CloudMile Federal Territory of Kuala Lumpur, Malaysia
CloudMile Federal Territory of Kuala Lumpur, Malaysia
Overview
CloudMile, a leading AI and Cloud technology company in Asia that focuses on digital transformation and growth for its corporate clients. We are the winner of the 2023 Google Cloud Sales Partner of the Year for the Greater China region, recognized for its innovative thinking, outstanding customer service, and best-in-class use of Google Cloud products and services. As a member of the “CloudMiler” team, you will be at the forefront of assisting companies in Asia in their digital transformation by leveraging cloud technology, data, and AI. We value collaboration and shared goals over the notion of a lone “superstar.”
As a Tier 2 Cloud, Data & AI Operations Engineer , you will be the second line of defense for our customers, responsible for resolving complex technical issues escalated from our Tier 1 team. You will proactively manage key customer environments, acting as an extension of their internal operations team. This role requires a deep understanding of cloud infrastructure, with an added focus on data pipelines and AI workloads. If you are passionate about solving complex problems, proposing innovative solutions, and building strong relationships with clients, we are interested in talking to you!
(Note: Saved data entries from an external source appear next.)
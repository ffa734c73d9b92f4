use alloy_primitives::{Address, hex};
use axum::{
    Json,
    extract::{Query, State},
};
use serde::{Deserialize, Serialize};
use std::sync::Arc;

use crate::{
    AppState,
    error::QueryError,
    handlers::with_deadline,
    rpc::{LedgerRpc, LogFilter, LogRecord},
    utils::params::{parse_address, parse_start_block},
};

#[derive(Deserialize)]
pub struct TransactionsQuery {
    pub address: Option<String>,
    #[serde(rename = "startBlock")]
    pub start_block: Option<String>,
}

#[derive(Serialize, Deserialize, Clone, Debug, PartialEq, Eq)]
pub struct TransactionData {
    #[serde(rename = "txHash")]
    pub tx_hash: Option<String>,
    pub address: String,
    pub data: String,
}

impl From<&LogRecord> for TransactionData {
    fn from(log: &LogRecord) -> Self {
        TransactionData {
            tx_hash: log.tx_hash.map(hex::encode_prefixed),
            address: log.address.to_checksum(None),
            data: hex::encode_prefixed(&log.data),
        }
    }
}

#[derive(Serialize, Deserialize, Debug)]
pub struct TransactionsResponse {
    pub transactions: Vec<TransactionData>,
}

/// Fetch every log emitted by `address` from `start_block` up to the chain head
///
/// Records are returned in the order the node reports them (ascending block, then
/// log index). No matches is an empty vector.
pub async fn fetch_logs(
    ledger: &dyn LedgerRpc,
    address: Address,
    start_block: u64,
) -> Result<Vec<LogRecord>, QueryError> {
    let filter = LogFilter::for_address(address, start_block);
    let logs = ledger.filter_logs(&filter).await?;

    log::debug!(
        "Fetched {} logs for {} from block {}",
        logs.len(),
        address,
        start_block
    );

    Ok(logs)
}

/// Main handler for the transactions endpoint
pub async fn get_transactions(
    State(state): State<Arc<AppState>>,
    Query(params): Query<TransactionsQuery>,
) -> Result<Json<TransactionsResponse>, QueryError> {
    let address = parse_address("address", params.address.as_deref())?;
    let start_block = parse_start_block("startBlock", params.start_block.as_deref())?;

    let logs = with_deadline(
        state.query_deadline(),
        fetch_logs(state.ledger.as_ref(), address, start_block),
    )
    .await?;

    Ok(Json(TransactionsResponse {
        transactions: logs.iter().map(TransactionData::from).collect(),
    }))
}
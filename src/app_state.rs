use std::sync::Arc;
use std::time::Duration;

use crate::{
    rpc::{HttpLedgerClient, LedgerRpc},
    utils::env::EnvVars,
};

pub struct AppState {
    pub ledger: Arc<dyn LedgerRpc>,
    pub env_vars: EnvVars,
}

impl AppState {
    /// Initialize the application state with an HTTP ledger client built from config
    pub fn new(env_vars: EnvVars) -> Result<AppState, Box<dyn std::error::Error>> {
        let ledger = HttpLedgerClient::new(
            env_vars.eth_rpc_url.clone(),
            Duration::from_secs(env_vars.rpc_timeout_seconds),
        )?;

        log::info!("Using ledger node at {}", ledger.url());

        Ok(Self::with_ledger(Arc::new(ledger), env_vars))
    }

    /// Build state around an existing ledger implementation
    pub fn with_ledger(ledger: Arc<dyn LedgerRpc>, env_vars: EnvVars) -> AppState {
        AppState { ledger, env_vars }
    }

    /// Deadline applied to each query as a whole
    pub fn query_deadline(&self) -> Duration {
        Duration::from_secs(self.env_vars.query_timeout_seconds)
    }
}
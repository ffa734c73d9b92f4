use axum::{Json, Router, extract::State, http::StatusCode, routing::get};
use serde_json::{Value, json};
use std::sync::Arc;

use crate::{AppState, handlers};

async fn health_check(
    State(state): State<Arc<AppState>>,
) -> Result<Json<Value>, (StatusCode, Json<Value>)> {
    match state.ledger.current_block_number().await {
        Ok(block_number) => Ok(Json(json!({
            "status": "healthy",
            "timestamp": chrono::Utc::now().to_rfc3339(),
            "ledger": {
                "connected": true,
                "blockNumber": block_number
            }
        }))),
        Err(e) => {
            log::error!("Health check failed: {}", e);
            Err((
                StatusCode::SERVICE_UNAVAILABLE,
                Json(json!({
                    "status": "unhealthy",
                    "timestamp": chrono::Utc::now().to_rfc3339(),
                    "ledger": {
                        "connected": false,
                        "error": e.to_string()
                    }
                })),
            ))
        }
    }
}

pub fn create_routes(state: Arc<AppState>) -> Router {
    Router::new()
        // Health check
        .route("/api/health", get(health_check))
        // Account activity endpoints
        .route("/api/balance", get(handlers::balance::get_balance))
        .route(
            "/api/transactions",
            get(handlers::logs::get_transactions),
        )
        .route(
            "/api/nft-transfers",
            get(handlers::transfers::get_nft_transfers),
        )
        .with_state(state)
}
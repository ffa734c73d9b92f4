use alloy_primitives::{Address, B256, U256};

use super::{EventSchema, ParamType};

/// A decoded parameter value
#[derive(Debug, Clone, PartialEq, Eq)]
pub enum Token {
    Address(Address),
    Uint(U256),
}

#[derive(Debug, Clone, PartialEq, Eq)]
pub struct DecodedEvent {
    pub name: &'static str,
    pub values: Vec<(&'static str, Token)>,
}

impl DecodedEvent {
    fn value(&self, name: &str) -> Option<&Token> {
        self.values
            .iter()
            .find(|(param, _)| *param == name)
            .map(|(_, token)| token)
    }

    pub fn address(&self, name: &str) -> Option<Address> {
        match self.value(name)? {
            Token::Address(address) => Some(*address),
            _ => None,
        }
    }

    pub fn uint(&self, name: &str) -> Option<U256> {
        match self.value(name)? {
            Token::Uint(value) => Some(*value),
            _ => None,
        }
    }
}

#[derive(Debug, Clone, PartialEq, Eq)]
pub enum DecodeError {
    /// Topic count or topic[0] does not belong to the schema
    TopicMismatch { event: &'static str },
    PayloadTooShort {
        event: &'static str,
        expected: usize,
        actual: usize,
    },
    /// Payload length is not a multiple of 32
    Misaligned { event: &'static str, len: usize },
    /// An address word has non-zero bytes above the low 20
    DirtyAddress {
        event: &'static str,
        param: &'static str,
    },
    MissingParam {
        event: &'static str,
        param: &'static str,
    },
}

impl std::fmt::Display for DecodeError {
    fn fmt(&self, f: &mut std::fmt::Formatter<'_>) -> std::fmt::Result {
        match self {
            DecodeError::TopicMismatch { event } => {
                write!(f, "Log topics do not match event {}", event)
            }
            DecodeError::PayloadTooShort {
                event,
                expected,
                actual,
            } => write!(
                f,
                "{} payload too short: expected at least {} bytes, got {}",
                event, expected, actual
            ),
            DecodeError::Misaligned { event, len } => write!(
                f,
                "{} payload length {} is not a multiple of 32",
                event, len
            ),
            DecodeError::DirtyAddress { event, param } => write!(
                f,
                "{} parameter {} is not a valid padded address",
                event, param
            ),
            DecodeError::MissingParam { event, param } => {
                write!(f, "{} has no parameter {}", event, param)
            }
        }
    }
}

impl std::error::Error for DecodeError {}

impl EventSchema {
    /// True when the log has this event's signature topic and topic count
    pub fn matches(&self, topics: &[B256]) -> bool {
        topics.len() == self.topic_count() && topics.first() == Some(&self.selector())
    }

    /// Decodes a log's topics and payload into named values
    pub fn decode(&self, topics: &[B256], data: &[u8]) -> Result<DecodedEvent, DecodeError> {
        if !self.matches(topics) {
            return Err(DecodeError::TopicMismatch { event: self.name });
        }

        let expected = self.data_len();
        if data.len() < expected {
            return Err(DecodeError::PayloadTooShort {
                event: self.name,
                expected,
                actual: data.len(),
            });
        }
        if data.len() % 32 != 0 {
            return Err(DecodeError::Misaligned {
                event: self.name,
                len: data.len(),
            });
        }

        let mut indexed = topics[1..].iter();
        let mut words = data.chunks_exact(32).map(B256::from_slice);
        let mut values = Vec::with_capacity(self.params.len());

        for param in &self.params {
            let next = if param.indexed {
                indexed.next().copied()
            } else {
                words.next()
            };
            // Lengths were checked above, so this only fires on an inconsistent schema.
            let word = next.ok_or(DecodeError::TopicMismatch { event: self.name })?;

            let token = match param.kind {
                ParamType::Address => {
                    if word[..12].iter().any(|b| *b != 0) {
                        return Err(DecodeError::DirtyAddress {
                            event: self.name,
                            param: param.name,
                        });
                    }
                    Token::Address(Address::from_word(word))
                }
                ParamType::Uint256 => Token::Uint(U256::from_be_bytes(word.0)),
            };
            values.push((param.name, token));
        }

        Ok(DecodedEvent {
            name: self.name,
            values,
        })
    }
}
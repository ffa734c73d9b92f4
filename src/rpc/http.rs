//! JSON-RPC ledger client over HTTP
//!
//! Speaks the standard Ethereum JSON-RPC methods (`eth_getLogs`, `eth_getBlockByNumber`,
//! `eth_blockNumber`, `eth_getBalance`) against a single node endpoint.

use alloy_primitives::{Address, B256, Bytes, U64, U256, hex};
use async_trait::async_trait;
use reqwest::Client;
use serde::{Deserialize, de::DeserializeOwned};
use serde_json::{Value, json};
use std::sync::atomic::{AtomicU64, Ordering};
use std::time::Duration;

use super::{BlockHeader, LedgerRpc, LogFilter, LogRecord, RpcError};
use crate::utils::jsonrpc::{JsonRpcRequest, JsonRpcResponse, quantity};

/// Log object as returned by `eth_getLogs`
#[derive(Debug, Deserialize)]
#[serde(rename_all = "camelCase")]
struct RpcLog {
    address: Address,
    topics: Vec<B256>,
    data: Bytes,
    block_number: Option<U64>,
    transaction_hash: Option<B256>,
    log_index: Option<U64>,
}

impl From<RpcLog> for LogRecord {
    fn from(log: RpcLog) -> Self {
        LogRecord {
            tx_hash: log.transaction_hash,
            address: log.address,
            topics: log.topics,
            data: log.data,
            block_number: log.block_number.map(|n| n.to::<u64>()),
            log_index: log.log_index.map(|n| n.to::<u64>()),
        }
    }
}

/// The subset of a block object we read
#[derive(Debug, Deserialize)]
struct RpcBlock {
    number: U64,
    timestamp: U64,
}

pub struct HttpLedgerClient {
    http_client: Client,
    url: String,
    next_id: AtomicU64,
}

impl HttpLedgerClient {
    /// Creates a client for `url` with a per-call transport timeout
    pub fn new(url: impl Into<String>, timeout: Duration) -> Result<Self, RpcError> {
        let http_client = Client::builder()
            .timeout(timeout)
            .build()
            .map_err(|e| RpcError::Transport(e.to_string()))?;

        Ok(Self::with_client(http_client, url))
    }

    /// Creates a client that reuses an existing `reqwest::Client`
    pub fn with_client(http_client: Client, url: impl Into<String>) -> Self {
        Self {
            http_client,
            url: url.into(),
            next_id: AtomicU64::new(1),
        }
    }

    pub fn url(&self) -> &str {
        &self.url
    }

    /// Sends one JSON-RPC call and returns the raw `result` (which may be `null`)
    async fn call<T: DeserializeOwned>(
        &self,
        method: &str,
        params: Vec<Value>,
    ) -> Result<Option<T>, RpcError> {
        let id = self.next_id.fetch_add(1, Ordering::Relaxed);
        let request = JsonRpcRequest::new(id.to_string(), method, params);

        log::debug!("RPC {} -> {} (id {})", method, self.url, id);

        let response = self
            .http_client
            .post(&self.url)
            .json(&request)
            .send()
            .await
            .map_err(|e| RpcError::Transport(format!("{} failed: {}", method, e)))?;

        let status = response.status();
        if !status.is_success() {
            return Err(RpcError::Transport(format!(
                "{} returned HTTP {}",
                method, status
            )));
        }

        let body: JsonRpcResponse<T> = response
            .json()
            .await
            .map_err(|e| RpcError::InvalidResponse(format!("{}: {}", method, e)))?;

        if let Some(error) = body.error {
            log::warn!("RPC {} rejected by node: {}", method, error.message);
            return Err(RpcError::Node {
                code: error.code,
                message: error.message,
            });
        }

        Ok(body.result)
    }

    async fn call_required<T: DeserializeOwned>(
        &self,
        method: &str,
        params: Vec<Value>,
    ) -> Result<T, RpcError> {
        self.call(method, params)
            .await?
            .ok_or_else(|| RpcError::InvalidResponse(format!("{} returned no result", method)))
    }
}

#[async_trait]
impl LedgerRpc for HttpLedgerClient {
    async fn filter_logs(&self, filter: &LogFilter) -> Result<Vec<LogRecord>, RpcError> {
        let to_block = filter
            .to_block
            .map(quantity)
            .unwrap_or_else(|| "latest".to_string());

        let addresses: Vec<String> = filter
            .addresses
            .iter()
            .map(hex::encode_prefixed)
            .collect();

        let params = json!({
            "fromBlock": quantity(filter.from_block),
            "toBlock": to_block,
            "address": addresses,
        });

        let logs: Vec<RpcLog> = self.call_required("eth_getLogs", vec![params]).await?;
        Ok(logs.into_iter().map(LogRecord::from).collect())
    }

    async fn block_by_number(&self, number: u64) -> Result<BlockHeader, RpcError> {
        let block: Option<RpcBlock> = self
            .call(
                "eth_getBlockByNumber",
                vec![json!(quantity(number)), json!(false)],
            )
            .await?;

        let block = block.ok_or(RpcError::MissingBlock(number))?;
        let returned = block.number.to::<u64>();
        if returned != number {
            return Err(RpcError::InvalidResponse(format!(
                "requested block {} but node returned block {}",
                number, returned
            )));
        }

        Ok(BlockHeader {
            number: returned,
            timestamp: block.timestamp.to::<u64>(),
        })
    }

    async fn current_block_number(&self) -> Result<u64, RpcError> {
        let number: U64 = self.call_required("eth_blockNumber", vec![]).await?;
        Ok(number.to::<u64>())
    }

    async fn balance_at(&self, account: Address, block: u64) -> Result<U256, RpcError> {
        self.call_required(
            "eth_getBalance",
            vec![json!(hex::encode_prefixed(account)), json!(quantity(block))],
        )
        .await
    }
}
“CloudMiler” is a group of smart people, passionate about cloud computing, data, and AI. We believe that world-class support is critical to customer success.
Key Job Responsibilities
- Handle Escalations : Serve as the primary escalation point for complex technical issues that are beyond the capabilities of the Tier 1 team.
- Proactive Management : Proactively monitor, manage, and optimize the cloud environments for a portfolio of managed service customers.
- Improvement Proposals : Continuously identify opportunities to enhance customer environments by proposing improvements related to cost optimization, security hardening, and performance tuning.
- Customer Stakeholder Management : Act as a key technical contact for customer stakeholders, participating in regular reviews to discuss operational performance, upcoming changes, and new initiatives.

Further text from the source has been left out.